De kantwerkster, olie op doek, 1922 (Collectie Taxandriamuseum, Turnhout).

Beroepsmodellen
In de periode 1934-1937 nodigt Van Dyck regelmatig beroepsmodellen uit om op zondag bij hem thuis in Schilde te poseren. Zo kan hij zijn vriend en leerling Jan Vaerten uit Turnhout de kneepjes van het vak leren – en tegelijk verf laten leveren uit de winkel van diens oom.
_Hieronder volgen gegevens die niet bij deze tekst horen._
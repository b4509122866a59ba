use crate::controller::Syncer;
use crate::error::{Error, Result};
use crate::resources::{
    CONSUMED_ANNOTATION, CONTAINER_TAGS_ANNOTATION, ImageImport, PENDING_TAGS_LABEL, TAG_LABEL,
    Tag, TagSpec,
};
use crate::store::{ObjectStore, SharedStore, json_patch};
use crate::syncer::{pin_containers, recorded_container_tags, set_entry_op};
use async_trait::async_trait;
use chrono::Utc;
use k8s_openapi::api::core::v1::Pod;
use kube::ResourceExt;
use serde_json::Value;
use tracing::{debug, info};

/// Turns requested Tag generations into ImageImports and folds finished
/// imports back into the Tag's history.
pub struct TagSyncer {
    tags: SharedStore<Tag>,
    imports: SharedStore<ImageImport>,
}

impl TagSyncer {
    pub fn new(tags: SharedStore<Tag>, imports: SharedStore<ImageImport>) -> Self {
        Self { tags, imports }
    }

    async fn owned_imports(&self, tag: &Tag, namespace: &str) -> Result<Vec<ImageImport>> {
        let selector = format!("{}={}", TAG_LABEL, tag.name_any());
        Ok(self
            .imports
            .list(Some(namespace), Some(&selector))
            .await?
            .into_iter()
            .filter(|import| import.is_owned_by(tag))
            .collect())
    }

    /// Folds every finished, unconsumed import into `tag` and flags the imports
    /// consumed. Returns the updated Tag.
    async fn fold_finished_imports(
        &self,
        mut tag: Tag,
        namespace: &str,
        imports: &[ImageImport],
    ) -> Result<Tag> {
        let mut finished: Vec<&ImageImport> = imports
            .iter()
            .filter(|i| i.already_imported() && !i.is_consumed())
            .collect();
        if finished.is_empty() {
            return Ok(tag);
        }
        finished.sort_by_key(|i| {
            i.status
                .as_ref()
                .and_then(|s| s.hash_reference.as_ref())
                .map(|r| r.imported_at)
        });

        for import in &finished {
            tag.prepend_finished_import(import);
        }
        let status = serde_json::to_value(tag.status.clone().unwrap_or_default())?;
        let tag = self
            .tags
            .patch_status(namespace, &tag.name_any(), status)
            .await?;

        let now = Utc::now().to_rfc3339();
        for import in finished {
            let patch = json_patch(vec![set_entry_op(
                "/metadata/annotations",
                import.metadata.annotations.as_ref(),
                CONSUMED_ANNOTATION,
                &now,
            )])?;
            self.imports
                .patch_json(namespace, &import.name_any(), patch)
                .await?;
            debug!(import = %import.name_any(), "Flagged import consumed");
        }
        info!(
            generation = tag.spec.generation,
            references = tag.status.as_ref().map_or(0, |s| s.references.len()),
            "Recorded finished imports"
        );
        Ok(tag)
    }

    /// JSON patch operations pinning the pod's containers that name a Tag in
    /// `namespace`. Pods referring to a Tag that is not imported yet are labeled
    /// pending so they get pinned later.
    pub async fn patch_for_pod(&self, namespace: &str, pod: &Pod) -> Result<Vec<Value>> {
        let Some(spec) = &pod.spec else {
            return Ok(Vec::new());
        };
        let tags = self.tags.list(Some(namespace), None).await?;
        let recorded = recorded_container_tags(pod.annotations());
        let pinning = pin_containers("/spec", spec, &recorded, &tags);
        if pinning.is_empty() {
            return Ok(Vec::new());
        }

        let mut operations = pinning.operations;
        if pinning.container_tags != recorded {
            operations.push(set_entry_op(
                "/metadata/annotations",
                pod.metadata.annotations.as_ref(),
                CONTAINER_TAGS_ANNOTATION,
                &serde_json::to_string(&pinning.container_tags)?,
            ));
        }
        if !pinning.pending.is_empty() {
            debug!(tags = ?pinning.pending, "Pod refers to tags without an imported reference");
            operations.push(set_entry_op(
                "/metadata/labels",
                pod.metadata.labels.as_ref(),
                PENDING_TAGS_LABEL,
                "true",
            ));
        }
        Ok(operations)
    }
}

#[async_trait]
impl Syncer<Tag> for TagSyncer {
    async fn sync(&self, tag: Tag) -> Result<()> {
        let namespace = tag
            .namespace()
            .ok_or_else(|| Error::Invalid(format!("tag {} has no namespace", tag.name_any())))?;
        let imports = self.owned_imports(&tag, &namespace).await?;
        let tag = self.fold_finished_imports(tag, &namespace, &imports).await?;

        if tag.spec_tag_imported() {
            debug!(generation = tag.spec.generation, "Generation already imported");
            return Ok(());
        }

        // an import for this generation and source that has not been folded
        // yet is still running, or has given up
        let requested = imports.iter().any(|i| {
            i.spec.generation == tag.spec.generation
                && i.spec.from == tag.spec.from
                && !i.is_consumed()
        });
        if requested {
            debug!(generation = tag.spec.generation, "Import already requested");
            return Ok(());
        }

        let import = self
            .imports
            .create(&namespace, &ImageImport::for_tag(&tag))
            .await?;
        info!(
            import = %import.name_any(),
            from = %tag.spec.from,
            generation = tag.spec.generation,
            "Requested image import"
        );
        Ok(())
    }
}

/// Points `namespace/name` at `from` (when given) under a new generation,
/// creating the Tag at generation 0 if it does not exist.
pub async fn request_generation(
    tags: &dyn ObjectStore<Tag>,
    namespace: &str,
    name: &str,
    from: Option<&str>,
) -> Result<Tag> {
    match tags.get(namespace, name).await {
        Ok(mut tag) => {
            if let Some(from) = from {
                tag.spec.from = from.to_string();
            }
            tag.spec.generation = tag.next_generation();
            info!(tag = %name, generation = tag.spec.generation, "Requesting new generation");
            tags.replace(namespace, &tag).await
        }
        Err(e) if e.is_not_found() => {
            let Some(from) = from else {
                return Err(e);
            };
            let mut tag = Tag::new(
                name,
                TagSpec {
                    from: from.to_string(),
                    mirror: false,
                    insecure: false,
                    generation: 0,
                },
            );
            tag.metadata.namespace = Some(namespace.to_string());
            info!(tag = %name, from = %from, "Creating tag");
            tags.create(namespace, &tag).await
        }
        Err(e) => Err(e),
    }
}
In een geïllustreerde brief van 19 augustus 1931 informeert Joris Diels in zijn gekende luchtige stijl naar de modellenwereld. Alle vooroordelen worden bovengehaald over de kostprijs en de diensten die men ervoor krijgt.

Model 4

(Collectie Museum Jan Vaerten)

Model 5

(Collectie Museum Albert Van Dyck)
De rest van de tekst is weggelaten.